Soares Siomar C, Geyik Hakan, Ramos Rommel T J, de Sá Pablo H C G, Barbosa Eudes G V, Baumbach Jan, Figueiredo Henrique C P, Miyoshi Anderson, Tauch Andreas, Silva Artur, Azevedo Vasco
Department of Immunology, Microbiology and Parasitology, Federal University of Triângulo Mineiro, Uberaba, Minas Gerais, Brazil; Department of General Biology, Federal University of Minas Gerais, Belo Horizonte, Minas Gerais, Brazil.
Department of General Biology, Federal University of Minas Gerais, Belo Horizonte, Minas Gerais, Brazil; Institute for Genome Research and Systems Biology, Center for Biotechnology (CeBiTec), Bielefeld University, Bielefeld, Germany.
J Biotechnol. 2016 Aug 20;232:2-11. doi: 10.1016/j.jbiotec.2015.09.008. Epub 2015 Sep 12.

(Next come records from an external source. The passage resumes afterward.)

use glam::IVec2;
use muncher::map::Direction;

#[test]
fn test_enumeration_order_is_the_tie_break_contract() {
    // {+x, -x, +y, -y}
    assert_eq!(
        Direction::DIRECTIONS,
        [Direction::Right, Direction::Left, Direction::Down, Direction::Up]
    );
}

#[test]
fn test_offsets() {
    assert_eq!(Direction::Right.as_ivec2(), IVec2::new(1, 0));
    assert_eq!(Direction::Left.as_ivec2(), IVec2::new(-1, 0));
    assert_eq!(Direction::Down.as_ivec2(), IVec2::new(0, 1));
    assert_eq!(Direction::Up.as_ivec2(), IVec2::new(0, -1));
}

#[test]
fn test_opposites() {
    for direction in Direction::DIRECTIONS {
        assert_eq!(direction.opposite().opposite(), direction);
        assert_eq!(direction.as_ivec2() + direction.opposite().as_ivec2(), IVec2::ZERO);
    }
}

#[test]
fn test_default_facing() {
    assert_eq!(Direction::default(), Direction::Right);
}

#[test]
fn test_lowercase_names() {
    let names: Vec<&str> = Direction::DIRECTIONS.iter().map(|d| d.as_ref()).collect();
    assert_eq!(names, vec!["right", "left", "down", "up"]);
}
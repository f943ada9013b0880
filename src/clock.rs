//! The fixed-step simulation clock.

use std::time::{Duration, Instant};

use crate::constants::MIN_TICK_MS;

/// Accumulates wall-clock time and yields fixed-step tick deltas.
///
/// A tick is yielded only once the accumulated total reaches the minimum
/// tick threshold, and it carries the full accumulated delta rather than the
/// clamped threshold, keeping motion proportional to real time under
/// variable invocation rates. [`SimulationClock::resync`] drops time
/// accumulated while the simulation was paused so the first resumed tick
/// sees no jump.
pub struct SimulationClock {
    last: Instant,
    accumulated: Duration,
}

impl SimulationClock {
    pub fn new() -> SimulationClock {
        SimulationClock {
            last: Instant::now(),
            accumulated: Duration::ZERO,
        }
    }

    /// Forgets everything elapsed since the last poll; call on unpause.
    pub fn resync(&mut self) {
        self.last = Instant::now();
        self.accumulated = Duration::ZERO;
    }

    /// Measures against the wall clock and accumulates the elapsed time.
    pub fn poll(&mut self) -> Option<f32> {
        let now = Instant::now();
        let elapsed = now - self.last;
        self.last = now;
        self.accumulate(elapsed)
    }

    /// Adds externally measured elapsed time. Yields the full accumulated
    /// delta, in milliseconds, once it crosses the tick threshold.
    pub fn accumulate(&mut self, elapsed: Duration) -> Option<f32> {
        self.accumulated += elapsed;
        let total_ms = self.accumulated.as_micros() as f32 / 1000.0;
        if total_ms < MIN_TICK_MS {
            return None;
        }

        self.accumulated = Duration::ZERO;
        Some(total_ms)
    }
}

impl Default for SimulationClock {
    fn default() -> Self {
        Self::new()
    }
}

#[cfg(test)]
mod tests {
    use super::*;

    #[test]
    fn test_below_threshold_keeps_accumulating() {
        let mut clock = SimulationClock::new();

        assert_eq!(clock.accumulate(Duration::from_millis(6)), None);
        assert_eq!(clock.accumulate(Duration::from_millis(6)), None);
        assert_eq!(clock.accumulate(Duration::from_millis(6)), Some(18.0));
    }

    #[test]
    fn test_yields_full_delta_not_threshold() {
        let mut clock = SimulationClock::new();

        assert_eq!(clock.accumulate(Duration::from_millis(40)), Some(40.0));
        // the accumulator restarts from zero afterwards
        assert_eq!(clock.accumulate(Duration::from_millis(10)), None);
    }

    #[test]
    fn test_resync_drops_accumulated_time() {
        let mut clock = SimulationClock::new();

        assert_eq!(clock.accumulate(Duration::from_millis(12)), None);
        clock.resync();
        assert_eq!(clock.accumulate(Duration::from_millis(12)), None);
    }
}
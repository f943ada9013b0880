//! Maze-chase game library crate.
//!
//! The simulation core lives here: the grid map, the shared movement
//! resolver, the adversary controller, collision/scoring, and the fixed-step
//! clock. Rendering, UI text, and input capture are external collaborators
//! that talk to [`game::Game`] through intents, commands, snapshots, and
//! drained events.

pub mod clock;
pub mod constants;
pub mod error;
pub mod events;
pub mod game;
pub mod map;
pub mod systems;
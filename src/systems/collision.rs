//! Pellet pickup, adversary contact, and win/lose resolution.
//!
//! Runs after both actors have moved, in the canonical order: pellet pickup,
//! then the win check, then adversary contact. A tick that ends the session
//! on the win check performs no contact resolution.

use bevy_ecs::event::EventWriter;
use bevy_ecs::query::{With, Without};
use bevy_ecs::system::{Query, ResMut};
use tracing::{debug, info, trace};

use crate::constants::{CAPTURE_SCORE, CELL_SIZE};
use crate::events::GameEvent;
use crate::map::{Consumed, Map};
use crate::systems::adversary::Adversary;
use crate::systems::components::{GamePhase, Outcome, PlayerControlled, PlayerLives, Position, ScoreResource, Spawn, Velocity};

fn respawn(position: &mut Position, velocity: &mut Velocity, spawn: &Spawn) {
    *position = Position::at_cell(spawn.cell);
    velocity.direction = spawn.facing;
    velocity.requested = None;
}

#[allow(clippy::type_complexity)]
pub fn collision_system(
    mut map: ResMut<Map>,
    mut score: ResMut<ScoreResource>,
    mut lives: ResMut<PlayerLives>,
    mut phase: ResMut<GamePhase>,
    mut events: EventWriter<GameEvent>,
    mut players: Query<(&mut Position, &mut Velocity, &Spawn), With<PlayerControlled>>,
    mut adversaries: Query<(&mut Adversary, &mut Position, &mut Velocity, &Spawn), Without<PlayerControlled>>,
) {
    let Ok((mut player_pos, mut player_vel, player_spawn)) = players.single_mut() else {
        return;
    };

    // Pellet pickup at the cell under the player's center.
    let cell = player_pos.cell();
    let consumed = map.consume_pellet(cell);
    match consumed {
        Consumed::None => {}
        Consumed::Pellet => {
            score.0 += consumed.score();
            trace!(cell = ?cell, score = score.0, "pellet eaten");
            events.write(GameEvent::PelletEaten { cell, score: score.0 });
        }
        Consumed::PowerPellet => {
            score.0 += consumed.score();
            debug!(cell = ?cell, score = score.0, "power pellet eaten, frightening adversary");
            events.write(GameEvent::PowerPelletEaten { cell, score: score.0 });
            for (mut adversary, _, _, _) in adversaries.iter_mut() {
                adversary.frighten();
            }
        }
    }

    // Win check, before any contact is resolved.
    if map.remaining_pellets() == 0 {
        info!(score = score.0, "board cleared");
        *phase = GamePhase::GameOver(Outcome::Victory);
        events.write(GameEvent::PhaseChanged(*phase));
        return;
    }

    // Adversary contact: centers closer than one cell edge.
    for (mut adversary, mut adversary_pos, mut adversary_vel, adversary_spawn) in adversaries.iter_mut() {
        let distance = player_pos.center().distance(adversary_pos.center());
        if distance >= CELL_SIZE as f32 {
            continue;
        }

        if adversary.is_frightened() {
            score.0 += CAPTURE_SCORE;
            debug!(score = score.0, "frightened adversary captured");
            respawn(&mut adversary_pos, &mut adversary_vel, adversary_spawn);
            adversary.clear_frightened();
            events.write(GameEvent::AdversaryCaptured { score: CAPTURE_SCORE });
        } else {
            lives.0 -= 1;
            events.write(GameEvent::LifeLost { remaining: lives.0 });
            if lives.0 == 0 {
                info!(score = score.0, "caught with no lives left");
                *phase = GamePhase::GameOver(Outcome::Defeat);
                events.write(GameEvent::PhaseChanged(*phase));
            } else {
                debug!(remaining = lives.0, "caught, returning actors to their spawns");
                respawn(&mut player_pos, &mut player_vel, player_spawn);
                respawn(&mut adversary_pos, &mut adversary_vel, adversary_spawn);
            }
        }
    }
}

Bacteria are highly diverse organisms that are able to adapt to a broad range of environments and hosts due to their high genomic plasticity. Horizontal gene transfer plays a pivotal role in this genome plasticity and in evolution by leaps through the incorporation of large blocks of genome sequences, ordinarily known as genomic islands (GEIs). GEIs may harbor genes encoding virulence, metabolism, antibiotic resistance and symbiosis-related functions, namely pathogenicity islands (PAIs), metabolic islands (MIs), resistance islands (RIs) and symbiotic islands (SIs). Although many software for the prediction of GEIs exist, they only focus on PAI prediction and present other limitations, such as complicated installation and inconvenient user interfaces. Here, we present GIPSy, the genomic island prediction software, a standalone and user-friendly software for the prediction of GEIs, built on our previously developed pathogenicity island prediction software (PIPS). We also present four application cases in which we crosslink data from literature to PAIs, MIs, RIs and SIs predicted by GIPSy. Briefly, GIPSy correctly predicted the following previously described GEIs: 13 PAIs larger than 30kb in Escherichia coli CFT073; 1 MI for Burkholderia pseudomallei K96243, which seems to be a miscellaneous island; 1 RI of Acinetobacter baumannii AYE, named AbaR1; and, 1 SI of Mesorhizobium loti MAFF303099 presenting a mosaic structure. GIPSy is the first life-style-specific genomic island prediction software to perform analyses of PAIs, MIs, RIs and SIs, opening a door for a better understanding of bacterial genome plasticity and the adaptation to new traits.
细菌是高度多样化的生物,由于其高度的基因组可塑性,能够适应广泛的环境和宿主。水平基因转移通过纳入大片段基因组序列(通常称为基因组岛,GEIs),在这种基因组可塑性和跳跃式进化中发挥着关键作用。GEIs可能携带编码毒力、代谢、抗生素抗性和共生相关功能的基因,即致病岛(PAIs)、代谢岛(MIs)、抗性岛(RIs)和共生岛(SIs)。尽管存在许多用于预测GEIs的软件,但它们仅专注于PAI预测,并且存在其他局限性,例如安装复杂和用户界面不方便。在这里,我们展示了GIPSy,即基因组岛预测软件,这是一款独立且用户友好的用于预测GEIs的软件,它基于我们之前开发的致病岛预测软件(PIPS)构建。我们还展示了四个应用案例,其中我们将文献数据与GIPSy预测的PAIs、MIs、RIs和SIs进行了交叉关联。简而言之,GIPSy正确预测了以下先前描述的GEIs:大肠杆菌CFT073中13个大于30kb的PAIs;嗜麦芽窄食单胞菌K96243的1个MI,它似乎是一个杂合岛;鲍曼不动杆菌AYE的1个RI,名为AbaR1;以及苜蓿中华根瘤菌MAFF303099的1个具有镶嵌结构的SI。GIPSy是首个针对特定生活方式的基因组岛预测软件,可对PAIs、MIs、RIs和SIs进行分析,为更好地理解细菌基因组可塑性和新性状适应开辟了道路。